[Stage 41] Perbedaan
"Hay, Sayaaang." Sapaan manja yang diucapkan sambil cengengesan itu membuat Gallend memandang datar makhluk di hadapannya. Tanpa menunggu tiga detik, tangan Gallend sudah bergerak untuk menutup pintu, tapi sebelah kaki sang tamu menahan bagian bawah pintu hingga membuat celah dan pintu tak bisa menutup sepenuhnya.
"Jangan ditutup, dong!" Orang itu merengek dramatis. "Nanti aku bilangin Ayah, lho, Kak!"
"Kamu bukannya ada syuting?" tanya Gallend, masih setia berwajah datar.
Bergeleng-geleng, lalu mendorong lebih kuat pintu rumah kontrak Gallend hingga akhirnya terjeblak juga, pemuda bernama Arkana itu tersenyum puas. Gallend menghela napas pasrah saat Arkana seenak jidatnya merebahkan tubuh di sofa kecil sederhana yang kainnya sudah cukup usang, berada dekat dari pintu.
"Syutingnya diundur besok. Jadi, malam ini aku nginep."
Desahan napas keras dari Gallendra membuat Arkana langsung terkikik. Tapi, dia sudah siap bertingkah tidak peduli. Bodo amat kakaknya marah, paling juga mengomel sebentar. Gallendra tidak akan pernah berani mengusirnya seperti ancaman yang sudah-sudah lelaki itu lontarkan. Gallend terlalu baik, tidak akan tega mendepak Arkana keluar dari kontrakannya.
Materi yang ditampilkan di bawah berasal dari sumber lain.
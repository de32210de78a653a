// ==========================================
// 管道材料导入系统 - 文件解析器实现
// ==========================================
// 阶段 0: 文件读取与解析
// 支持: Excel (.xlsx/.xls，取第一个工作表) / CSV (.csv)
// 输出: 表头 + 数据行（保留原始行号，完全空白行丢弃）
// ==========================================

use crate::importer::error::{ImportError, ImporterResult};
use crate::importer::takeoff_importer_trait::FileParser;
use calamine::{open_workbook_auto, Reader};
use csv::ReaderBuilder;
use serde::Serialize;
use std::fs::File;
use std::path::Path;

// ==========================================
// TabularData - 解析后的表格
// ==========================================
#[derive(Debug, Clone, Default, PartialEq, Serialize)]
pub struct TabularData {
    pub headers: Vec<String>,
    pub rows: Vec<TabularRow>,
    pub byte_len: usize, // 源文件字节数
}

#[derive(Debug, Clone, PartialEq, Serialize)]
pub struct TabularRow {
    pub row_number: usize, // 1 起始，不含表头
    pub values: Vec<String>,
}

impl TabularData {
    pub fn row_count(&self) -> usize {
        self.rows.len()
    }
}

fn check_exists(path: &Path) -> ImporterResult<()> {
    if !path.exists() {
        return Err(ImportError::FileNotFound(path.display().to_string()));
    }
    Ok(())
}

fn extension_of(path: &Path) -> String {
    path.extension()
        .and_then(|e| e.to_str())
        .unwrap_or("")
        .to_lowercase()
}

fn file_len(path: &Path) -> ImporterResult<usize> {
    Ok(std::fs::metadata(path)?.len() as usize)
}

/// 收集一行：TRIM 每个单元格，完全空白返回 None
fn collect_row(row_number: usize, cells: impl Iterator<Item = String>) -> Option<TabularRow> {
    let values: Vec<String> = cells.map(|c| c.trim().to_string()).collect();
    if values.iter().all(|v| v.is_empty()) {
        return None;
    }
    Some(TabularRow { row_number, values })
}

// ==========================================
// CSV Parser 实现
// ==========================================
pub struct CsvParser;

impl FileParser for CsvParser {
    fn parse(&self, file_path: &Path) -> ImporterResult<TabularData> {
        check_exists(file_path)?;

        // 无扩展名的临时文件按 CSV 处理
        let ext = extension_of(file_path);
        if !ext.is_empty() && ext != "csv" {
            return Err(ImportError::UnsupportedFormat(ext));
        }

        let file = File::open(file_path)?;
        let mut reader = ReaderBuilder::new()
            .has_headers(true)
            .flexible(true) // 允许行长度不一致
            .from_reader(file);

        let headers: Vec<String> = reader
            .headers()?
            .iter()
            .map(|h| h.trim().trim_start_matches('\u{feff}').to_string())
            .collect();

        let mut rows = Vec::new();
        for (idx, result) in reader.records().enumerate() {
            let record = result?;
            if let Some(row) = collect_row(idx + 1, record.iter().map(str::to_string)) {
                rows.push(row);
            }
        }

        Ok(TabularData {
            headers,
            rows,
            byte_len: file_len(file_path)?,
        })
    }
}

// ==========================================
// Excel Parser 实现
// ==========================================
pub struct ExcelParser;

impl FileParser for ExcelParser {
    fn parse(&self, file_path: &Path) -> ImporterResult<TabularData> {
        check_exists(file_path)?;

        let ext = extension_of(file_path);
        if ext != "xlsx" && ext != "xls" {
            return Err(ImportError::UnsupportedFormat(ext));
        }

        let mut workbook = open_workbook_auto(file_path)?;

        // 读取第一个 sheet
        let sheet_name = workbook
            .sheet_names()
            .first()
            .cloned()
            .ok_or_else(|| ImportError::ExcelParseError("Excel 文件无工作表".to_string()))?;

        let range = workbook.worksheet_range(&sheet_name)?;

        let mut sheet_rows = range.rows();
        let header_row = sheet_rows
            .next()
            .ok_or_else(|| ImportError::ExcelParseError("Excel 文件无表头行".to_string()))?;

        let headers: Vec<String> = header_row
            .iter()
            .map(|cell| cell.to_string().trim().to_string())
            .collect();

        let rows = sheet_rows
            .enumerate()
            .filter_map(|(idx, cells)| collect_row(idx + 1, cells.iter().map(|c| c.to_string())))
            .collect();

        Ok(TabularData {
            headers,
            rows,
            byte_len: file_len(file_path)?,
        })
    }
}

// ==========================================
// 通用文件解析器（根据扩展名自动选择）
// ==========================================
pub struct UniversalFileParser;

impl FileParser for UniversalFileParser {
    fn parse(&self, file_path: &Path) -> ImporterResult<TabularData> {
        match extension_of(file_path).as_str() {
            "csv" => CsvParser.parse(file_path),
            "xlsx" | "xls" => ExcelParser.parse(file_path),
            other => {
                check_exists(file_path)?;
                Err(ImportError::UnsupportedFormat(other.to_string()))
            }
        }
    }
}

#[cfg(test)]
mod tests {
    use super::*;
    use std::io::Write;
    use tempfile::NamedTempFile;

    #[test]
    fn test_csv_parser_valid_file() {
        let mut temp_file = NamedTempFile::new().unwrap();
        writeln!(temp_file, "Drawing,Type,QTY,Cmdty Code").unwrap();
        writeln!(temp_file, "P-001,valve,2,V100").unwrap();
        writeln!(temp_file, " P-002 ,pipe,10,PIPE-A").unwrap();

        let data = CsvParser.parse(temp_file.path()).unwrap();

        assert_eq!(data.headers, vec!["Drawing", "Type", "QTY", "Cmdty Code"]);
        assert_eq!(data.row_count(), 2);
        assert_eq!(data.rows[1].values[0], "P-002");
        assert_eq!(data.rows[1].row_number, 2);
        assert!(data.byte_len > 0);
    }

    #[test]
    fn test_csv_parser_file_not_found() {
        let result = CsvParser.parse(Path::new("non_existent.csv"));
        assert!(matches!(result, Err(ImportError::FileNotFound(_))));
    }

    #[test]
    fn test_csv_parser_skip_empty_rows_keeps_numbering() {
        let mut temp_file = NamedTempFile::new().unwrap();
        writeln!(temp_file, "Drawing,QTY").unwrap();
        writeln!(temp_file, "P-001,1").unwrap();
        writeln!(temp_file, ",").unwrap();
        writeln!(temp_file, "P-003,3").unwrap();

        let data = CsvParser.parse(temp_file.path()).unwrap();

        assert_eq!(data.row_count(), 2);
        assert_eq!(data.rows[1].row_number, 3);
    }

    #[test]
    fn test_universal_parser_rejects_unknown_extension() {
        let temp_file = tempfile::Builder::new().suffix(".txt").tempfile().unwrap();
        let result = UniversalFileParser.parse(temp_file.path());
        assert!(matches!(result, Err(ImportError::UnsupportedFormat(ext)) if ext == "txt"));
    }
}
Sambil memainkan ponsel, dengan sudut matanya, Arkana melihat Gallendra berjalan ke arah lain sementara ia sendiri sibuk telentang dengan kaki kanan bersangga pada lutut kiri. Kepalanya bertumpu pada lengan sofa. Terdengar denting benda-benda yang Arkana prediksi berbahan keramik atau kaca, membuatnya menduga bahwa Gallend kini sedang berada di dapur.
"Tempat rekaman music video-ku kali ini dekat Gland Express, lho, Kak! Nanti toko kakak nongol di sana. Aku, lho, yang ngerekominnya ke Mbak Tina. Ingat, kan, Mbak Tina? Manajerku. Baik, kan, aku?"
Di tempatnya, Gallendra bergeleng mendengar seruan tak berarti itu. Tangannya masih sibuk memotong bawang putih untuk memasak nasi goreng. Tadi dia baru akan memasak makan malam sebelum Arkana mengganggu ketenangannya. Seolah tidak jera sudah berulang kali menyusahkan Gallend.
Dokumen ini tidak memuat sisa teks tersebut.